Report back every line from the entries below in which the word "warn" occurs.

=== Records for this task ===

//! Read and write orchestration
//!
//! Every transfer follows the same steps: validate arguments, raise the lock
//! event, compute the available span, copy at most two contiguous segments
//! through the hook dispatcher, publish the advanced cursor, raise the unlock
//! event.

use std::slice;

use log::{trace, warn};

use super::{
    context::{Geometry, RingBuffer},
    index::{self, Span},
};
use crate::{
    error::{Result, RingError},
    hooks::EventKind,
};

impl RingBuffer<'_> {
    /// Copy `count` elements from `source` into the ring
    ///
    /// Fails with `Full`, leaving the ring untouched, when fewer than `count`
    /// slots are unfilled. If a subscribed write hook fails on the second
    /// segment of a wrapping write, the first segment has already been
    /// copied into the storage; the write cursor is not advanced.
    pub fn write(&self, source: &[u8], count: usize) -> Result<()> {
        let geometry = self.geometry()?;
        let bytes = transfer_bytes(&geometry, count, source.len(), "source")?;

        self.hooks.lock(self.info());
        let result = self.write_locked(&geometry, &source[..bytes], count);
        self.hooks.unlock(self.info());
        result
    }

    /// Copy `count` elements out of the ring into `destination`
    ///
    /// Fails with `Empty`, leaving the ring untouched, when fewer than `count`
    /// elements are filled. A hook failure on the second segment leaves the
    /// first segment copied into `destination` and the read cursor where it
    /// was.
    pub fn read(&self, destination: &mut [u8], count: usize) -> Result<()> {
        let geometry = self.geometry()?;
        let bytes = transfer_bytes(&geometry, count, destination.len(), "destination")?;

        self.hooks.lock(self.info());
        let result = self.read_locked(&geometry, &mut destination[..bytes], count);
        self.hooks.unlock(self.info());
        result
    }

    /// Number of elements that can currently be written
    pub fn unfilled(&self) -> Result<usize> {
        self.locked_span(index::unfilled).map(|span| span.total())
    }

    /// Number of elements that can currently be read
    pub fn filled(&self) -> Result<usize> {
        self.locked_span(index::filled).map(|span| span.total())
    }

    /// Whether no element is buffered
    pub fn is_empty(&self) -> Result<bool> {
        self.filled().map(|count| count == 0)
    }

    /// Whether every usable slot is filled
    pub fn is_full(&self) -> Result<bool> {
        self.unfilled().map(|count| count == 0)
    }

    fn locked_span(&self, compute: fn(usize, usize, usize) -> Span) -> Result<Span> {
        let geometry = self.geometry()?;

        self.hooks.lock(self.info());
        let span = compute(
            self.read_index.load_peer(),
            self.write_index.load_peer(),
            geometry.capacity,
        );
        self.hooks.unlock(self.info());

        Ok(span)
    }

    fn write_locked(&self, geometry: &Geometry, source: &[u8], count: usize) -> Result<()> {
        let _claim = self.producer.try_claim().ok_or_else(|| {
            RingError::invalid_args("context", "Concurrent producers require lock hooks")
        })?;

        let write_index = self.write_index.load_own();
        let read_index = self.read_index.load_peer();
        let space = index::unfilled(read_index, write_index, geometry.capacity);

        if count > space.total() {
            trace!("write rejected: requested={} unfilled={}", count, space.total());
            return Err(RingError::full(count, space.total()));
        }

        let segments = space.take(count);
        let (head, tail) = source.split_at(segments.first * geometry.element_size);

        self.copy_in(geometry, write_index, head, 1)?;
        if segments.second > 0 {
            self.copy_in(geometry, 0, tail, 2)?;
        }

        self.write_index
            .publish(index::advance(write_index, count, geometry.capacity));
        Ok(())
    }

    fn read_locked(&self, geometry: &Geometry, destination: &mut [u8], count: usize) -> Result<()> {
        let _claim = self.consumer.try_claim().ok_or_else(|| {
            RingError::invalid_args("context", "Concurrent consumers require lock hooks")
        })?;

        let read_index = self.read_index.load_own();
        let write_index = self.write_index.load_peer();
        let data = index::filled(read_index, write_index, geometry.capacity);

        if count > data.total() {
            trace!("read rejected: requested={} filled={}", count, data.total());
            return Err(RingError::empty(count, data.total()));
        }

        let segments = data.take(count);
        let (head, tail) = destination.split_at_mut(segments.first * geometry.element_size);

        self.copy_out(geometry, read_index, head, 1)?;
        if segments.second > 0 {
            self.copy_out(geometry, 0, tail, 2)?;
        }

        self.read_index
            .publish(index::advance(read_index, count, geometry.capacity));
        Ok(())
    }

    fn copy_in(&self, geometry: &Geometry, slot: usize, source: &[u8], segment: u8) -> Result<()> {
        trace!("write segment {}: slot={} bytes={}", segment, slot, source.len());

        // SAFETY: `slot..slot + len / element_size` lies inside the unfilled
        // span, which the consumer never touches and which the producer claim
        // (or the user's lock) gives to this call alone.
        let destination = unsafe { geometry.slots_mut(slot, source.len()) };

        self.hooks
            .write(self.info(), source, destination)
            .map_err(|err| {
                warn!("write hook failed on segment {}: {}", segment, err);
                RingError::event(EventKind::Write, err)
            })
    }

    fn copy_out(
        &self,
        geometry: &Geometry,
        slot: usize,
        destination: &mut [u8],
        segment: u8,
    ) -> Result<()> {
        trace!("read segment {}: slot={} bytes={}", segment, slot, destination.len());

        // SAFETY: `slot..slot + len / element_size` lies inside the filled
        // span, which the producer never touches until the read cursor moves
        // past it.
        let source = unsafe { geometry.slots(slot, destination.len()) };

        self.hooks
            .read(self.info(), source, destination)
            .map_err(|err| {
                warn!("read hook failed on segment {}: {}", segment, err);
                RingError::event(EventKind::Read, err)
            })
    }
}

impl Geometry {
    /// # Safety
    ///
    /// `slot * element_size + len` must not exceed the storage size and the
    /// range must not be written concurrently.
    unsafe fn slots<'s>(&self, slot: usize, len: usize) -> &'s [u8] {
        debug_assert!(slot * self.element_size + len <= self.capacity * self.element_size);
        slice::from_raw_parts(self.base.as_ptr().add(slot * self.element_size), len)
    }

    /// # Safety
    ///
    /// As for [`Geometry::slots`], and the range must not be accessed by
    /// anything else while the returned slice lives.
    #[allow(clippy::mut_from_ref)]
    unsafe fn slots_mut<'s>(&self, slot: usize, len: usize) -> &'s mut [u8] {
        debug_assert!(slot * self.element_size + len <= self.capacity * self.element_size);
        slice::from_raw_parts_mut(self.base.as_ptr().add(slot * self.element_size), len)
    }
}

/// Validate a transfer request and return its size in bytes
fn transfer_bytes(geometry: &Geometry, count: usize, available: usize, buffer: &str) -> Result<usize> {
    if count == 0 {
        return Err(RingError::invalid_args("count", "Count must be greater than zero"));
    }

    let bytes = count
        .checked_mul(geometry.element_size)
        .ok_or_else(|| RingError::invalid_args("count", "count * element_size overflows usize"))?;

    if available < bytes {
        return Err(RingError::invalid_args(
            buffer,
            format!("Buffer holds {} bytes, transfer needs {}", available, bytes),
        ));
    }

    Ok(bytes)
}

===

Finished task -
use log::{trace, warn};
                warn!("write hook failed on segment {}: {}", segment, err);
                warn!("read hook failed on segment {}: {}", segment, err);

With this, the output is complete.